Principal Investigator: Dr Patrick Gladding
Waitemata District Health Board, New ZealandTags: 25602, cardiovascular, gene-environment interact, genetics, hdl, personalized
Raising HDL, using medication, has not been shown to improve cardiovascular outcomes, despite epidemiological studies showing that high HDL is beneficial. A recent genome-wide-association study has shown that the HDL raising drug, dalcetrapib, reduces cardiovascular events and atheroma in patients with a particular genotype. This effect may be either gene-drug or gene-HDL related. We propose a mendelian randomisation study to evaluate the relationship between de novo HDL levels and the ADCY9 rs1967309 and its influence on carotid artery intima media thickness (CIMT), as a marker of atherosclerosis. UK Biobank’s stated purpose is to support health-related research that is in the public’s interest.
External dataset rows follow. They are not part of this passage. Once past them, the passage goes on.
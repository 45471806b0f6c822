//! Reversible short key encoding for record ids.
//!
//! Keys use the Crockford base32 alphabet: digits and uppercase letters
//! without `I`, `L`, `O` and `U`. Decoding is case-insensitive and forgives
//! the usual transcription slips (`O` read as `0`, `I`/`L` read as `1`) as
//! well as hyphens inserted as visual separators.
//!
//! The key is a pure function of the id. It compacts the id, it does not
//! hide it: keys are trivially enumerable.

use thiserror::Error;

/// Symbols used for the positional encoding, in value order.
pub const SYMBOLS: &[u8; 32] = b"0123456789ABCDEFGHJKMNPQRSTVWXYZ";

/// Extra symbols only valid as a trailing check symbol (values 32..=36).
const CHECK_SYMBOLS: &[u8; 5] = b"*~$=U";

const BASE: u64 = 32;
const CHECK_BASE: u64 = 37;

/// Reasons a key fails to decode.
#[derive(Debug, Clone, PartialEq, Eq, Error)]
pub enum KeyDecodeError {
    #[error("identifier is empty")]
    Empty,

    #[error("invalid symbol '{0}' in identifier")]
    InvalidSymbol(char),

    #[error("check symbol does not match identifier")]
    ChecksumMismatch,

    #[error("identifier exceeds the supported range")]
    Overflow,
}

/// Encoder/decoder for short keys.
///
/// With `checksum` enabled every key carries one trailing check symbol
/// (`id mod 37`) and decoding rejects keys whose check symbol does not match.
#[derive(Debug, Clone, Copy, Default, PartialEq, Eq)]
pub struct KeyCodec {
    checksum: bool,
}

impl KeyCodec {
    pub const fn new(checksum: bool) -> Self {
        Self { checksum }
    }

    pub const fn has_checksum(&self) -> bool {
        self.checksum
    }

    /// Encodes an id as its shortest key, most significant symbol first.
    pub fn encode(&self, id: u64) -> String {
        let mut symbols = Vec::with_capacity(14);
        let mut remaining = id;

        loop {
            symbols.push(SYMBOLS[(remaining % BASE) as usize]);
            remaining /= BASE;
            if remaining == 0 {
                break;
            }
        }
        symbols.reverse();

        if self.checksum {
            symbols.push(check_symbol(id));
        }

        symbols.into_iter().map(char::from).collect()
    }

    /// Decodes a key back into the id it was produced from.
    ///
    /// # Errors
    ///
    /// - [`KeyDecodeError::Empty`] if nothing is left after removing hyphens
    /// - [`KeyDecodeError::InvalidSymbol`] for characters outside the alphabet
    /// - [`KeyDecodeError::ChecksumMismatch`] if the check symbol is wrong
    /// - [`KeyDecodeError::Overflow`] if the value does not fit in `u64`
    pub fn decode(&self, key: &str) -> Result<u64, KeyDecodeError> {
        let normalized: Vec<char> = key.chars().filter(|c| *c != '-').map(normalize).collect();

        let (payload, check) = match (self.checksum, normalized.split_last()) {
            (_, None) => return Err(KeyDecodeError::Empty),
            (true, Some((last, rest))) => (rest, Some(*last)),
            (false, Some(_)) => (normalized.as_slice(), None),
        };

        if payload.is_empty() {
            return Err(KeyDecodeError::Empty);
        }

        let mut value: u64 = 0;
        for &symbol in payload {
            let digit = symbol_value(symbol).ok_or(KeyDecodeError::InvalidSymbol(symbol))?;
            value = value
                .checked_mul(BASE)
                .and_then(|v| v.checked_add(digit))
                .ok_or(KeyDecodeError::Overflow)?;
        }

        if let Some(check) = check {
            let expected = check_value(check).ok_or(KeyDecodeError::InvalidSymbol(check))?;
            if expected != value % CHECK_BASE {
                return Err(KeyDecodeError::ChecksumMismatch);
            }
        }

        Ok(value)
    }
}

fn normalize(c: char) -> char {
    match c {
        'I' | 'i' | 'L' | 'l' => '1',
        'O' | 'o' => '0',
        other => other.to_ascii_uppercase(),
    }
}

fn symbol_value(c: char) -> Option<u64> {
    if !c.is_ascii() {
        return None;
    }
    SYMBOLS
        .iter()
        .position(|&s| s == c as u8)
        .map(|p| p as u64)
}

fn check_value(c: char) -> Option<u64> {
    symbol_value(c).or_else(|| {
        if !c.is_ascii() {
            return None;
        }
        CHECK_SYMBOLS
            .iter()
            .position(|&s| s == c as u8)
            .map(|p| BASE + p as u64)
    })
}

fn check_symbol(id: u64) -> u8 {
    let value = (id % CHECK_BASE) as usize;
    if value < SYMBOLS.len() {
        SYMBOLS[value]
    } else {
        CHECK_SYMBOLS[value - SYMBOLS.len()]
    }
}
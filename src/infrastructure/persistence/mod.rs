//! Short URL repository implementations.
//!
//! # Repositories
//!
//! - [`PgShortUrlRepository`] - PostgreSQL storage via SQLx
//! - [`InMemoryShortUrlRepository`] - DashMap storage for tests and local runs

pub mod memory_short_url_repository;
pub mod pg_short_url_repository;

pub use memory_short_url_repository::InMemoryShortUrlRepository;
pub use pg_short_url_repository::PgShortUrlRepository;
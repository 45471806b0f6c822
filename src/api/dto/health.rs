//! DTOs for health check endpoint.

use serde::Serialize;

/// Health check response with component status.
#[derive(Debug, Serialize)]
pub struct HealthResponse {
    pub status: String,
    pub version: String,
    pub checks: HealthChecks,
}

/// Health status for each system component.
#[derive(Debug, Serialize)]
pub struct HealthChecks {
    pub store: CheckStatus,
    pub hit_queue: CheckStatus,
    pub cache: CheckStatus,
}

/// Individual component health status.
#[derive(Debug, Serialize)]
pub struct CheckStatus {
    pub status: String,

    #[serde(skip_serializing_if = "Option::is_none")]
    pub message: Option<String>,
}

impl CheckStatus {
    pub fn ok(message: impl Into<String>) -> Self {
        Self {
            status: "ok".to_string(),
            message: Some(message.into()),
        }
    }

    pub fn error(message: impl Into<String>) -> Self {
        Self {
            status: "error".to_string(),
            message: Some(message.into()),
        }
    }

    pub fn is_ok(&self) -> bool {
        self.status == "ok"
    }
}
Our study will have wide relevance to population health given the high prevalence of atherosclerosis, and morbidity/mortality associated with the disease. If a relationship is shown to exist between HDL and the ADCY9 gene, which is independent of dalcetrapib, then this drug-gene association will be more widely relevant to the population, even in the absence of this drug. Both the drug and the gene test are patented. No biological samples in the UK Biobank will be used in this study. Subjects will be identified by their HDL levels. Subjects who have undergone CIMT testing will be stratified by their HDL levels. Subjects in the lowest and highest HDL quartile will be evaluated to test the relationship between CIMT and the ADCY9 gene. This project can be completed with only electronic data and will not require consumption of biological samples. The CIMT subset of the full cohort will be used. This study will only be possible if either the ADCY9 rs1967309 SNP has been tested on the UK Biobank array or can be imputed from the existing data.